Lately I encounter more and more conflict in L&I claims. What I mean by conflict, in the context of this article, is disagreement over work injuries that results in litigation. I attribute the increase in L&I claim conflicts to the Retrospective Ratings program.

 

What is Retrospective Rating program?

According to The Department of Labor and Industries (L&I) the Retrospective Rating program is a safety incentive for employers to reduce the amount of workplace injuries.  Additionally, employers can earn a partial refund of their workers’ compensation premiums. Refunds are available whenever claim costs are lower than expected. L&I calculates employer premiums either 10 months after the coverage period ends, or retrospectively for that 12-month period.

 

L&I created this program to promote workplace safety and lower work injury and accidents. However, it is entirely inconsistent with what workers’ compensation is all about. Workers’ compensation, by definition and by law, is there to provide relief for people with a work injury, without questions of fault or negligence. Instead, the Retrospective Rating program only weakens the most basic principles of workers’ compensation. Furthermore, it created a new set of conflicts in workers’ compensation claims.

 

Retrospective employers and retrospective groups

Under Retrospective Ratings, employers and employer groups hire legal representatives to prevent work injury claims just to keep work injury claim costs low. I recently see an increase in client calls from people with work injury dealing with employers that are forcing them into litigation. In turn, work injury claimants must hire a workers’ compensation attorney and legal representation and mount expensive legal battles just to get their workers’ compensation claim allowed. There is nothing here that increases work safety or reduces work injury occurrences.

 

Employers taking advantage of retrospective groups

One retrospective group advertises that they secured over $600 million in premium refunds for its 1000 employers. Another group has a picture of a work injury claimant on the beach as their cover photo. Others advertise that they assist employers in reducing the number of L&I claim incidents and costs. While some groups appropriately focus on helping employers achieve safe work environments, others could not care less about this objective.

 

While employers are enjoying things like ~$600 million in premium refunds, victims of a work injury are suffering. These days, L&I will reject a claim because the retrospective ratings employer or group convinces them to do so. It can cost work injury claimants $2500-$5000 just for expert medical testimony to prove the decision is wrong. Most people that suffer an injury on the job cannot afford this, and the Department rejects their L&I claim.
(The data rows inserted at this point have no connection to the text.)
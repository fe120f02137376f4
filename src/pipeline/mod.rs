//! Snapshot history + catalog → one display row per product.
//!
//! Pure and synchronous: every stage takes its input by reference and returns
//! new values, so the same input always produces the same table.

pub mod currency;
pub mod growth;
pub mod merge;
pub mod rolling;

use std::collections::BTreeMap;

use serde::Serialize;

use crate::types::{AnnotatedSnapshot, CatalogEntry, MergedProductRow, NegativeDelta, NegativeDeltaPolicy, SalesSnapshot};
use currency::{normalize, RateTable};
use growth::compute_growth;
use merge::merge_latest;
use rolling::rolling_24h_sales;

#[derive(Debug, Clone, PartialEq)]
pub struct PipelineSettings {
    pub rates: RateTable,
    /// Region used for synthesized links and as the fallback country.
    pub region: String,
    pub locale: String,
    pub negative_delta_policy: NegativeDeltaPolicy,
}

impl Default for PipelineSettings {
    fn default() -> Self {
        Self {
            rates: RateTable::default(),
            region: crate::config::DEFAULT_REGION.to_string(),
            locale: crate::config::DEFAULT_LOCALE.to_string(),
            negative_delta_policy: NegativeDeltaPolicy::default(),
        }
    }
}

/// Data-quality summary of one run. Row anomalies end up here, never as errors.
#[derive(Debug, Clone, Default, PartialEq, Serialize)]
pub struct PipelineReport {
    pub snapshot_count: usize,
    pub product_count: usize,
    /// The snapshot input was empty.
    pub no_data: bool,
    /// Snapshots whose price text could not be normalized.
    pub unknown_prices: usize,
    pub negative_deltas: Vec<NegativeDelta>,
    /// Sales-history links with no catalog entry.
    pub orphan_links: Vec<String>,
}

#[derive(Debug, Clone, Default, PartialEq)]
pub struct PipelineOutput {
    pub rows: Vec<MergedProductRow>,
    pub report: PipelineReport,
}

/// Growth and rolling metrics for one product's snapshots. Counter decreases
/// are appended to `negative_deltas` with their raw value, whatever the policy.
pub fn annotate_group(
    group: &[SalesSnapshot],
    settings: &PipelineSettings,
    negative_deltas: &mut Vec<NegativeDelta>,
) -> Vec<AnnotatedSnapshot> {
    let growth = compute_growth(group, settings.negative_delta_policy);
    let rolling = rolling_24h_sales(&growth);

    growth
        .into_iter()
        .zip(rolling)
        .map(|(record, rolling_24h_sales)| {
            if record.raw_delta < 0.0 {
                negative_deltas.push(NegativeDelta {
                    product_link: record.snapshot.product_link.clone(),
                    observed_at: record.snapshot.observed_at,
                    sales_delta: record.raw_delta,
                });
            }
            AnnotatedSnapshot {
                lowest_price_usd: normalize(&record.snapshot.price_text, &settings.rates),
                sales_delta: record.sales_delta,
                rolling_24h_sales,
                snapshot: record.snapshot,
            }
        })
        .collect()
}

/// Run the full transform over one fetched snapshot set.
pub fn run_pipeline(
    snapshots: &[SalesSnapshot],
    catalog: &[CatalogEntry],
    settings: &PipelineSettings,
) -> PipelineOutput {
    // BTreeMap keeps group iteration order independent of hashing.
    let mut groups: BTreeMap<&str, Vec<SalesSnapshot>> = BTreeMap::new();
    for snapshot in snapshots {
        groups
            .entry(snapshot.product_link.as_str())
            .or_default()
            .push(snapshot.clone());
    }

    let mut report = PipelineReport {
        snapshot_count: snapshots.len(),
        no_data: snapshots.is_empty(),
        ..PipelineReport::default()
    };

    let mut history = Vec::with_capacity(snapshots.len());
    for group in groups.values() {
        history.extend(annotate_group(group, settings, &mut report.negative_deltas));
    }

    report.unknown_prices = history.iter().filter(|a| a.lowest_price_usd.is_none()).count();

    let merged = merge_latest(&history, catalog, &settings.region, &settings.locale);
    report.product_count = merged.rows.len();
    report.orphan_links = merged.orphan_links;

    PipelineOutput {
        rows: merged.rows,
        report,
    }
}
They are often left on their own to try and obtain treatment and recover from their occupational disease or industrial injury.

 

Summary

The Retrospective Rating program missed its mark. Rather than incentivizing employers to have safer workplaces, it encourages them to engage in sanctions and L&I claim suppression.  From my perspective, with programs like the Retrospective Raring program, L&I is failing in its duty to provide sure and certain relief to work injury victims.